Rebalancing: Canadian Edition

Executive Summary

  • Portfolios need to be periodically rebalanced to ensure they maintain asset allocations dictated by the investor.
  • These rebalancings have the added benefits of often increasing total return.
  • Most importantly, regular rebalancing results in a reduction of portfolio volatility.

According to Modern Portfolio Theory (MPT) – a concept pioneered by Harry Markowitz – investors can construct portfolios to optimize maximum expected return for a given level of risk by combining various securities (or asset classes) which have varying degrees of correlation and expected return.

MPT is a large reason why standard portfolio recommendations center around a mix of 60% equities and 40% bonds.

Most investors intuitively understand the benefits of diversification from such a portfolio. It doesn’t take much for them to realize that the volatility will be lower and the outcomes better for the same degree of risk.

Yet how many of those investors allocate based on that model and then fail to recognize that the changes in the market prices of those securities can dramatically alter the portfolio’s composition?

Imagine an investor who chooses the typical 60/40 equity/bond split.

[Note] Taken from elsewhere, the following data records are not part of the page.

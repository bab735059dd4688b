use crate::{Error, OperationCancelled, QueueClosed, Result};
use futures::{
    FutureExt,
    future::{BoxFuture, Shared},
};
use std::{
    future::Future,
    panic::AssertUnwindSafe,
    pin::Pin,
    sync::{
        Arc, Mutex,
        atomic::{AtomicBool, Ordering},
    },
    task::{Context, Poll},
};
use tokio::sync::{
    mpsc::{self, UnboundedSender},
    oneshot,
};

/// Cooperative cancellation flag shared between a caller and the queue.
///
/// The queue reads it exactly once, at the instant the operation would
/// start running. Cancelling an operation that already started is between
/// the operation and whoever handed it the token.
#[derive(Debug, Clone, Default)]
pub struct CancellationToken(Arc<AtomicBool>);

impl CancellationToken {
    pub fn new() -> Self {
        Self::default()
    }

    pub fn cancel(&self) {
        self.0.store(true, Ordering::SeqCst);
    }

    pub fn is_cancelled(&self) -> bool {
        self.0.load(Ordering::SeqCst)
    }
}

type QueuedWork = Box<dyn FnOnce() -> BoxFuture<'static, ()> + Send>;

/// Future returned by [`OperationsQueue::shutdown`], the same shared
/// instance on every call.
pub type ShutdownFuture = Shared<BoxFuture<'static, ()>>;

/// Serializes asynchronous operations against a resource that forbids
/// concurrent use.
///
/// Producers enqueue from any task. A single consumer drains the backlog in
/// strict FIFO order and never lets two operations overlap: the next one
/// starts only after the previous one settled, so a slow operation stalls
/// everything behind it on purpose. Each operation gets its own
/// independently awaitable result and a failure settles only that
/// operation, the consumer moves on to the next one.
pub struct OperationsQueue {
    inner: Mutex<QueueInner>,
}

struct QueueInner {
    backlog: Option<UnboundedSender<QueuedWork>>,
    drained: Option<oneshot::Receiver<()>>,
    shutdown: Option<ShutdownFuture>,
}

impl OperationsQueue {
    /// Create the queue and spawn its consumer on the ambient tokio runtime.
    pub fn new() -> Self {
        let (backlog, mut receiver) = mpsc::unbounded_channel::<QueuedWork>();
        let (drained_tx, drained) = oneshot::channel();
        tokio::spawn(async move {
            while let Some(work) = receiver.recv().await {
                work().await;
            }
            let _ = drained_tx.send(());
        });
        Self {
            inner: Mutex::new(QueueInner {
                backlog: Some(backlog),
                drained: Some(drained),
                shutdown: None,
            }),
        }
    }

    /// Append an operation to the backlog.
    ///
    /// Returns immediately. The handle settles once the operation ran,
    /// failed, or was skipped because its token was already cancelled when
    /// its turn came. Fails fast with [`QueueClosed`] once shutdown has been
    /// requested.
    pub fn enqueue<T, F, Fut>(
        &self,
        work: F,
        token: CancellationToken,
    ) -> Result<OperationHandle<T>>
    where
        T: Send + 'static,
        F: FnOnce() -> Fut + Send + 'static,
        Fut: Future<Output = Result<T>> + Send + 'static,
    {
        let (settle, handle) = oneshot::channel();
        let queued: QueuedWork = Box::new(move || {
            async move {
                if token.is_cancelled() {
                    settle_operation(settle, Err(Error::new(OperationCancelled)));
                    return;
                }
                let result = match AssertUnwindSafe(async move { work().await })
                    .catch_unwind()
                    .await
                {
                    Ok(result) => result,
                    Err(..) => {
                        log::error!("A queued operation panicked, the queue keeps running");
                        Err(Error::msg("The operation panicked while running"))
                    }
                };
                settle_operation(settle, result);
            }
            .boxed()
        });
        let inner = self.inner.lock().expect("operations queue lock poisoned");
        let Some(backlog) = inner.backlog.as_ref() else {
            return Err(Error::new(QueueClosed));
        };
        if backlog.send(queued).is_err() {
            return Err(Error::new(QueueClosed));
        }
        Ok(OperationHandle { receiver: handle })
    }

    /// Run a synchronous computation through the queue without blocking the
    /// consumer from a system resource standpoint.
    pub fn enqueue_blocking<T, F>(
        &self,
        f: F,
        token: CancellationToken,
    ) -> Result<OperationHandle<T>>
    where
        T: Send + 'static,
        F: FnOnce() -> Result<T> + Send + 'static,
    {
        self.enqueue(
            move || async move { tokio::task::spawn_blocking(f).await? },
            token,
        )
    }

    /// Close the queue to new operations and drain it.
    ///
    /// Operations already in the backlog still run, in order, and nothing
    /// is cancelled. The returned future settles after the last queued
    /// operation settled. Idempotent: every call returns the same shared
    /// future.
    pub fn shutdown(&self) -> ShutdownFuture {
        let mut inner = self.inner.lock().expect("operations queue lock poisoned");
        if let Some(shutdown) = &inner.shutdown {
            return shutdown.clone();
        }
        // Dropping the sender lets the consumer finish the backlog and exit.
        inner.backlog = None;
        let drained = inner.drained.take();
        let shutdown = async move {
            if let Some(drained) = drained {
                let _ = drained.await;
            }
        }
        .boxed()
        .shared();
        inner.shutdown = Some(shutdown.clone());
        shutdown
    }

    /// Whether shutdown has been requested.
    pub fn is_shutdown(&self) -> bool {
        self.inner
            .lock()
            .expect("operations queue lock poisoned")
            .shutdown
            .is_some()
    }
}

impl Default for OperationsQueue {
    fn default() -> Self {
        Self::new()
    }
}

/// Deliver the result, exactly once per operation.
fn settle_operation<T>(settle: oneshot::Sender<Result<T>>, result: Result<T>) {
    if settle.send(result).is_err() {
        log::debug!("An operation settled after its handle was dropped");
    }
}

/// The independently awaitable result of one enqueued operation.
///
/// Settles exactly once: with the operation's output, with its error, or
/// with [`OperationCancelled`] when the token was triggered before start.
pub struct OperationHandle<T> {
    receiver: oneshot::Receiver<Result<T>>,
}

impl<T> std::fmt::Debug for OperationHandle<T> {
    fn fmt(&self, f: &mut std::fmt::Formatter<'_>) -> std::fmt::Result {
        f.debug_struct("OperationHandle").finish_non_exhaustive()
    }
}

impl<T> Future for OperationHandle<T> {
    type Output = Result<T>;

    fn poll(self: Pin<&mut Self>, context: &mut Context<'_>) -> Poll<Self::Output> {
        Pin::new(&mut self.get_mut().receiver)
            .poll(context)
            .map(|settled| match settled {
                Ok(result) => result,
                Err(..) => Err(Error::msg("The operation was dropped without settling")),
            })
    }
}
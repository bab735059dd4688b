use crate::{
    Prepared, Query, QueryResult, Result, RowLabeled, RowsAffected,
    stream::{Stream, StreamExt, TryStreamExt},
};
use std::future::Future;

/// Access to a database session able to run queries.
pub trait Executor: Send + Sized {
    type Prepared: Prepared;

    /// Compile the statement on the backend for later execution.
    fn prepare(
        &mut self,
        query: String,
    ) -> impl Future<Output = Result<Query<Self::Prepared>>> + Send;

    /// General method to send any query and return any result type (either row or count)
    fn run(
        &mut self,
        query: Query<Self::Prepared>,
    ) -> impl Stream<Item = Result<QueryResult>> + Send;

    /// Execute the query and returns the rows.
    fn fetch(
        &mut self,
        query: Query<Self::Prepared>,
    ) -> impl Stream<Item = Result<RowLabeled>> + Send {
        self.run(query).filter_map(|v| async move {
            match v {
                Ok(QueryResult::RowLabeled(v)) => Some(Ok(v)),
                Err(e) => Some(Err(e)),
                _ => None,
            }
        })
    }

    /// Execute the query and return the total number of rows affected.
    fn execute(
        &mut self,
        query: Query<Self::Prepared>,
    ) -> impl Future<Output = Result<RowsAffected>> + Send {
        self.run(query)
            .filter_map(|v| async move {
                match v {
                    Ok(QueryResult::Affected(v)) => Some(Ok(v)),
                    Err(e) => Some(Err(e)),
                    _ => None,
                }
            })
            .try_collect()
    }
}
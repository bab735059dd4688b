use crate::{Result, UnsupportedValueType, Value};
use rust_decimal::{Decimal, prelude::ToPrimitive};
use time::{Date, OffsetDateTime, PrimitiveDateTime, Time};
use url::Url;
use uuid::Uuid;

/// Conversion of a host value into the SQLite storage model.
///
/// Conversions that cannot lose information are also available through
/// `From<T> for Value`; the fallible ones (integers wider than `i64`,
/// decimals, durations) exist only here and report [`UnsupportedValueType`]
/// when the value does not fit.
pub trait AsValue {
    fn as_value(self) -> Result<Value>;
}

impl AsValue for Value {
    fn as_value(self) -> Result<Value> {
        Ok(self)
    }
}

macro_rules! impl_as_value {
    ($source:ty, |$v:ident| $conversion:expr) => {
        impl From<$source> for Value {
            fn from($v: $source) -> Self {
                $conversion
            }
        }
        impl AsValue for $source {
            fn as_value(self) -> Result<Value> {
                Ok(self.into())
            }
        }
    };
}

impl_as_value!(bool, |v| Value::Integer(v as i64));
impl_as_value!(i8, |v| Value::Integer(v as i64));
impl_as_value!(i16, |v| Value::Integer(v as i64));
impl_as_value!(i32, |v| Value::Integer(v as i64));
impl_as_value!(i64, |v| Value::Integer(v));
impl_as_value!(u8, |v| Value::Integer(v as i64));
impl_as_value!(u16, |v| Value::Integer(v as i64));
impl_as_value!(u32, |v| Value::Integer(v as i64));
impl_as_value!(f32, |v| Value::Float(v as f64));
impl_as_value!(f64, |v| Value::Float(v));
impl_as_value!(&str, |v| Value::Text(v.to_owned()));
impl_as_value!(String, |v| Value::Text(v));
impl_as_value!(&[u8], |v| Value::Blob(v.into()));
impl_as_value!(Vec<u8>, |v| Value::Blob(v.into_boxed_slice()));
impl_as_value!(Box<[u8]>, |v| Value::Blob(v));
impl_as_value!(Date, |v| Value::Text(v.to_string()));
impl_as_value!(Time, |v| Value::Text(v.to_string()));
impl_as_value!(PrimitiveDateTime, |v| Value::Text(v.to_string()));
impl_as_value!(OffsetDateTime, |v| Value::Text(v.to_string()));
impl_as_value!(Uuid, |v| Value::Text(v.to_string()));
impl_as_value!(Url, |v| Value::Text(String::from(v)));

impl AsValue for u64 {
    fn as_value(self) -> Result<Value> {
        i64::try_from(self).map(Value::Integer).map_err(|_| {
            UnsupportedValueType::new(format!(
                "u64 value `{}` is out of the INTEGER range",
                self
            ))
        })
    }
}

impl AsValue for i128 {
    fn as_value(self) -> Result<Value> {
        i64::try_from(self).map(Value::Integer).map_err(|_| {
            UnsupportedValueType::new(format!(
                "i128 value `{}` is out of the INTEGER range",
                self
            ))
        })
    }
}

impl AsValue for u128 {
    fn as_value(self) -> Result<Value> {
        i64::try_from(self).map(Value::Integer).map_err(|_| {
            UnsupportedValueType::new(format!(
                "u128 value `{}` is out of the INTEGER range",
                self
            ))
        })
    }
}

impl AsValue for Decimal {
    fn as_value(self) -> Result<Value> {
        self.to_f64().map(Value::Float).ok_or_else(|| {
            UnsupportedValueType::new(format!("Cannot convert the Decimal value `{}` to f64", self))
        })
    }
}

/// Time spans are stored as whole nanoseconds.
impl AsValue for std::time::Duration {
    fn as_value(self) -> Result<Value> {
        i64::try_from(self.as_nanos())
            .map(Value::Integer)
            .map_err(|_| {
                UnsupportedValueType::new(format!(
                    "Duration of {} seconds does not fit the INTEGER range as nanoseconds",
                    self.as_secs()
                ))
            })
    }
}

impl AsValue for time::Duration {
    fn as_value(self) -> Result<Value> {
        i64::try_from(self.whole_nanoseconds())
            .map(Value::Integer)
            .map_err(|_| {
                UnsupportedValueType::new(format!(
                    "Duration of {} seconds does not fit the INTEGER range as nanoseconds",
                    self.whole_seconds()
                ))
            })
    }
}

impl<T: AsValue> AsValue for Option<T> {
    fn as_value(self) -> Result<Value> {
        match self {
            Some(v) => v.as_value(),
            None => Ok(Value::Null),
        }
    }
}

Then over the next year stocks rise 10% while bonds decline 1%. Instead of having exposure to the original asset mix, the investor actually has 62.6% equities and 37.4% in bonds. It doesn’t take many years for an un-managed portfolio to drift significantly from the original asset allocation.

Although portfolio management takes patience, neglect is no prescription for success. Systematic rebalancing of portfolios back to an investor’s desired level of risk is an obvious course of action from the perspective of maintaining the proper point along the MPT efficient frontier, but empirical evidence suggests that rebalancing has the added benefit of lowering overall portfolio volatility without giving up any total return, and in fact, often achieving a higher return.